» WHAT THE EXERCISE ASKS
A word-for-word repetition of all the entries is needed.
START EXERCISE INPUT
//! Transition rules.

use super::state::State;
use super::symbol::{StackMatch, StackOp, Trigger, LAMBDA};
use serde::{Deserialize, Serialize};
use std::fmt;

/// The `(state, trigger, stack top)` triple a rule is keyed by.
#[derive(Clone, PartialEq, Eq, Hash, Debug, Serialize, Deserialize)]
#[serde(bound = "")]
pub struct RuleKey<S: State> {
    pub state: S,
    pub trigger: Trigger,
    pub stack_top: StackMatch,
}

impl<S: State> fmt::Display for RuleKey<S> {
    fn fmt(&self, f: &mut fmt::Formatter<'_>) -> fmt::Result {
        write!(
            f,
            "({}, {}, {})",
            self.state.name(),
            self.trigger,
            self.stack_top
        )
    }
}

/// A single entry of the transition table.
///
/// `actions` is the physical action list, applied left-to-right (see
/// [`Stack::apply`](super::Stack::apply)). The `Display` rendering shows
/// the pushed right-hand side in reading order instead, which is the
/// reverse of the push order.
///
/// # Example
///
/// ```rust
/// use pushdown::core::{Rule, StackMatch, StackOp, StateId, Trigger};
///
/// // S -> aSb, written as pop then push b, S, a
/// let rule = Rule::new(
///     StateId::from("q"),
///     Trigger::Lambda,
///     StackMatch::Top('S'),
///     StateId::from("q"),
///     vec![StackOp::Pop, StackOp::Push('b'), StackOp::Push('S'), StackOp::Push('a')],
/// )
/// .with_label("S -> aSb");
///
/// assert_eq!(rule.to_string(), "(q, λ, S) -> (q, aSb)");
/// ```
#[derive(Clone, PartialEq, Eq, Debug, Serialize, Deserialize)]
#[serde(bound = "")]
pub struct Rule<S: State> {
    pub from: S,
    pub trigger: Trigger,
    pub stack_top: StackMatch,
    pub to: S,
    pub actions: Vec<StackOp>,
    #[serde(default)]
    pub label: Option<String>,
}

impl<S: State> Rule<S> {
    pub fn new(
        from: S,
        trigger: Trigger,
        stack_top: StackMatch,
        to: S,
        actions: Vec<StackOp>,
    ) -> Self {
        Self {
            from,
            trigger,
            stack_top,
            to,
            actions,
            label: None,
        }
    }

    /// Attach a human annotation, e.g. the grammar production this rule encodes.
    pub fn with_label(mut self, label: impl Into<String>) -> Self {
        self.label = Some(label.into());
        self
    }

    pub fn key(&self) -> RuleKey<S> {
        RuleKey {
            state: self.from.clone(),
            trigger: self.trigger,
            stack_top: self.stack_top,
        }
    }

    pub fn is_lambda(&self) -> bool {
        self.trigger.is_lambda()
    }

    /// The pushed symbols in reading order: pops dropped, push order reversed.
    pub fn right_hand_side(&self) -> String {
        self.actions
            .iter()
            .rev()
            .filter_map(|op| match op {
                StackOp::Push(symbol) => Some(*symbol),
                StackOp::Pop => None,
            })
            .collect()
    }
}

impl<S: State> fmt::Display for Rule<S> {
    fn fmt(&self, f: &mut fmt::Formatter<'_>) -> fmt::Result {
        let rhs = self.right_hand_side();
        let rhs = if rhs.is_empty() {
            LAMBDA.to_string()
        } else {
            rhs
        };
        write!(f, "{} -> ({}, {})", self.key(), self.to.name(), rhs)
    }
}
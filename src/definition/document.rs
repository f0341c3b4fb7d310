//! Serializable form of a definition.

use crate::core::{Rule, State};
use serde::{Deserialize, Serialize};
use std::collections::BTreeSet;

/// Which stack condition accompanies an accepting state.
#[derive(Clone, Copy, PartialEq, Eq, Hash, Debug, Default, Serialize, Deserialize)]
#[serde(rename_all = "snake_case")]
pub enum AcceptanceMode {
    /// Accepting state and nothing above the bottom marker.
    #[default]
    FinalStateAndEmptyStack,
    /// Accepting state; stack contents are irrelevant.
    FinalState,
}

/// The raw parts of a definition, as written in a JSON document.
///
/// Parts are unchecked. [`Definition::from_parts`](super::Definition::from_parts)
/// validates them before anything can run.
#[derive(Clone, PartialEq, Eq, Debug, Serialize, Deserialize)]
#[serde(bound = "")]
pub struct DefinitionParts<S: State> {
    pub states: Vec<S>,
    pub input_alphabet: BTreeSet<char>,
    pub stack_alphabet: BTreeSet<char>,
    pub bottom_marker: char,
    pub initial_state: S,
    pub accepting_states: Vec<S>,
    #[serde(default)]
    pub acceptance: AcceptanceMode,
    #[serde(default)]
    pub end_marker: Option<char>,
    pub rules: Vec<Rule<S>>,
}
END EXERCISE INPUT
» EXPECTED OUTPUT
//! Transition rules.

use super::state::State;
use super::symbol::{StackMatch, StackOp, Trigger, LAMBDA};
use serde::{Deserialize, Serialize};
use std::fmt;

/// The `(state, trigger, stack top)` triple a rule is keyed by.
#[derive(Clone, PartialEq, Eq, Hash, Debug, Serialize, Deserialize)]
#[serde(bound = "")]
pub struct RuleKey<S: State> {
    pub state: S,
    pub trigger: Trigger,
    pub stack_top: StackMatch,
}

impl<S: State> fmt::Display for RuleKey<S> {
    fn fmt(&self, f: &mut fmt::Formatter<'_>) -> fmt::Result {
        write!(
            f,
            "({}, {}, {})",
            self.state.name(),
            self.trigger,
            self.stack_top
        )
    }
}

/// A single entry of the transition table.
///
/// `actions` is the physical action list, applied left-to-right (see
/// [`Stack::apply`](super::Stack::apply)). The `Display` rendering shows
/// the pushed right-hand side in reading order instead, which is the
/// reverse of the push order.
///
/// # Example
///
/// ```rust
/// use pushdown::core::{Rule, StackMatch, StackOp, StateId, Trigger};
///
/// // S -> aSb, written as pop then push b, S, a
/// let rule = Rule::new(
///     StateId::from("q"),
///     Trigger::Lambda,
///     StackMatch::Top('S'),
///     StateId::from("q"),
///     vec![StackOp::Pop, StackOp::Push('b'), StackOp::Push('S'), StackOp::Push('a')],
/// )
/// .with_label("S -> aSb");
///
/// assert_eq!(rule.to_string(), "(q, λ, S) -> (q, aSb)");
/// ```
#[derive(Clone, PartialEq, Eq, Debug, Serialize, Deserialize)]
#[serde(bound = "")]
pub struct Rule<S: State> {
    pub from: S,
    pub trigger: Trigger,
    pub stack_top: StackMatch,
    pub to: S,
    pub actions: Vec<StackOp>,
    #[serde(default)]
    pub label: Option<String>,
}

impl<S: State> Rule<S> {
    pub fn new(
        from: S,
        trigger: Trigger,
        stack_top: StackMatch,
        to: S,
        actions: Vec<StackOp>,
    ) -> Self {
        Self {
            from,
            trigger,
            stack_top,
            to,
            actions,
            label: None,
        }
    }

    /// Attach a human annotation, e.g. the grammar production this rule encodes.
    pub fn with_label(mut self, label: impl Into<String>) -> Self {
        self.label = Some(label.into());
        self
    }

    pub fn key(&self) -> RuleKey<S> {
        RuleKey {
            state: self.from.clone(),
            trigger: self.trigger,
            stack_top: self.stack_top,
        }
    }

    pub fn is_lambda(&self) -> bool {
        self.trigger.is_lambda()
    }

    /// The pushed symbols in reading order: pops dropped, push order reversed.
    pub fn right_hand_side(&self) -> String {
        self.actions
            .iter()
            .rev()
            .filter_map(|op| match op {
                StackOp::Push(symbol) => Some(*symbol),
                StackOp::Pop => None,
            })
            .collect()
    }
}

impl<S: State> fmt::Display for Rule<S> {
    fn fmt(&self, f: &mut fmt::Formatter<'_>) -> fmt::Result {
        let rhs = self.right_hand_side();
        let rhs = if rhs.is_empty() {
            LAMBDA.to_string()
        } else {
            rhs
        };
        write!(f, "{} -> ({}, {})", self.key(), self.to.name(), rhs)
    }
}
filename src/definition/document.rs
repository f0341c3b4fb7d310
//! Serializable form of a definition.

use crate::core::{Rule, State};
use serde::{Deserialize, Serialize};
use std::collections::BTreeSet;

/// Which stack condition accompanies an accepting state.
#[derive(Clone, Copy, PartialEq, Eq, Hash, Debug, Default, Serialize, Deserialize)]
#[serde(rename_all = "snake_case")]
pub enum AcceptanceMode {
    /// Accepting state and nothing above the bottom marker.
    #[default]
    FinalStateAndEmptyStack,
    /// Accepting state; stack contents are irrelevant.
    FinalState,
}

/// The raw parts of a definition, as written in a JSON document.
///
/// Parts are unchecked. [`Definition::from_parts`](super::Definition::from_parts)
/// validates them before anything can run.
#[derive(Clone, PartialEq, Eq, Debug, Serialize, Deserialize)]
#[serde(bound = "")]
pub struct DefinitionParts<S: State> {
    pub states: Vec<S>,
    pub input_alphabet: BTreeSet<char>,
    pub stack_alphabet: BTreeSet<char>,
    pub bottom_marker: char,
    pub initial_state: S,
    pub accepting_states: Vec<S>,
    #[serde(default)]
    pub acceptance: AcceptanceMode,
    #[serde(default)]
    pub end_marker: Option<char>,
    pub rules: Vec<Rule<S>>,
}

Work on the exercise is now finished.